We also want to review the payment system to support end-of-life care, including exploring options for per patient funding. The funding has to be right to provide the incentives to commissioners to purchase the care that we want to see. We have set up an independent palliative care funding review to look at the matter, as mentioned by my hon. Friend the Member for Great Yarmouth. The review, covering both adult and children’s services, has been looking at options to ensure that the funding for palliative care providers is fair and encourages the development of community-based services. As I said, it is important to get the levers and incentives in the right place. We hope to be able to respond formally to the report by the end of the year.

Of course, hospices and the important role that they play are in the mix of care facilities that need to be provided. When I worked in this area of nursing there were very few hospices in the country. One cannot talk about end-of-life care without mentioning people such as Colin Murray Parkes who spearheaded the hospice movement. We want to see hospices flourish, develop and continue the expansion of their remit for caring for those with illness other than cancer, and into community-based support for patients, their families and their carers.
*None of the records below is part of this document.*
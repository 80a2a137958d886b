//! Demonstration of the Synheart Rhythm Agent analysis pipeline.
//!
//! This example shows how to:
//! 1. Build a batch of posts in the upstream format
//! 2. Convert them into events
//! 3. Analyze several days against an in-memory baseline
//! 4. Print the resulting reports
//!
//! Run with: cargo run --example analyze_demo

use chrono::{Duration, TimeZone, Utc};
use synheart_rhythm_agent::{
    baseline::MemoryBaselineStore,
    classifier::LexiconClassifier,
    core::{Analyzer, ReportBuilder},
    ingest::{Batch, RawPost, CREATED_AT_FORMAT},
};

/// One simulated day: (first post hour, last post hour, mood text).
const DAYS: &[(u32, u32, &str)] = &[
    (7, 23, "great coffee, lovely morning"),
    (8, 23, "busy but good"),
    (10, 2, "so tired, awful night"),
    (7, 22, "rested and happy"),
];

fn main() {
    println!("Synheart Rhythm Agent - Analyze Demo");
    println!("====================================");
    println!();

    let analyzer = Analyzer::new(Box::new(LexiconClassifier::new()), 20)
        .with_builder(ReportBuilder::new().without_meta());
    let mut store = MemoryBaselineStore::new();
    let start = Utc.with_ymd_and_hms(2024, 3, 4, 0, 0, 0).unwrap();

    for (day, &(first, last, text)) in DAYS.iter().enumerate() {
        let posts = day_posts(start + Duration::days(day as i64), first, last, text);
        let batch = Batch::from_posts(&posts, None);

        let report = match analyzer.analyze(&batch.events, &mut store) {
            Ok(report) => report,
            Err(e) => {
                eprintln!("Day {}: analysis failed: {e}", day + 1);
                continue;
            }
        };

        println!(
            "Day {}: {} posts, awake {} to {}, slept {} ({}% {} baseline), fit {}%, positive {}",
            day + 1,
            batch.len(),
            report.wake_up_time_str,
            report.bed_time_str,
            report.hours_slept,
            report.rest_percentage,
            if report.well_rested { "above" } else { "below" },
            report.sleep_coefficient,
            report.sentiment.pos_relative_str,
        );
    }

    println!();
    println!("{}", store.snapshot().summary());
}

/// Hourly posts from `first` to `last` (wrapping past midnight), UTC+1.
fn day_posts(
    day: chrono::DateTime<Utc>,
    first: u32,
    last: u32,
    text: &str,
) -> Vec<RawPost> {
    let hours = if last >= first {
        last - first
    } else {
        last + 24 - first
    };

    (0..=hours)
        .map(|h| {
            let local = day + Duration::hours((first + h) as i64);
            let utc = local - Duration::hours(1);
            RawPost::new(utc.format(CREATED_AT_FORMAT).to_string(), 1, text)
        })
        .collect()
}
Only a comparatively small number of people die in a hospice, but a great many more benefit from their services and expertise in other ways, such as day therapy or hospice at home. My hon. Friend the Member for Great Yarmouth mentioned the £40 million capital grant for hospices, but that an area must have a hospice to get the grant. His point is well made. The one-off grant allowed us to fund 123 projects in 116 hospices, which is quite a far reach. For the longer term, the palliative care funding review will help us move towards a fairer funding system that puts the levers in the right place.

However, it remains for local NHS commissioners to determine what services should be provided locally. I urge all hon. Members to ensure that they work closely with the local NHS. I understand that the estimated need for palliative care is higher in Great Yarmouth and Waveney than in any other PCT. NHS Great Yarmouth and Waveney, together with Norfolk and Suffolk county councils, have commissioned the Marie Curie “Delivering Choice” programme, one of the first to be established in the east of England. That programme brings together local organisations, patients and carers. I can assure my hon. Friend the Member for Great Yarmouth that the Department of Health never forgets the third sector. The third sector is a very important part of the mix of health care providers. We never forget it because there are people around the country who work tirelessly in the third sector, not just to support people who are ill or at the end of their lives, but their families and carers.

My hon. Friend the Member for Great Yarmouth is right that hospice provision is part of the mix of care. Ideally, no care setting should have priority over any other. The settings are like the pieces of a jigsaw: the picture is not complete until all the pieces are in place. The choice is not there until all the choices are available locally. Many care homes have developed a lot of expertise in the area and are now delivering excellent end-of-life care. The knowledge and expertise owned by the professionals in end-of-life and palliative care are what matters.

I will return to the subject of the local area. NHS Great Yarmouth and Waveney have put together this programme, and a new end-of-life pathway has been defined and specifications written for the services required to deliver it. The new services that have been commissioned are specialist palliative in-patient services; a care resource and outreach service; and a nursing end-of-life care facilitator.

I fully understand the concerns that prompted my hon. Friend to secure the debate, and it wonderful that he has the support of other hon. Members. I am sure that working together with the local NHS, they will move the programme forward. I applaud his commitment to the campaign for the best-quality end-of-life care for his constituents. I believe that the initiatives and steps that the Government are taking will help improve this important area of health care. We look forward to continuing to work with everybody, including those in the hospice movement, to achieve that aim.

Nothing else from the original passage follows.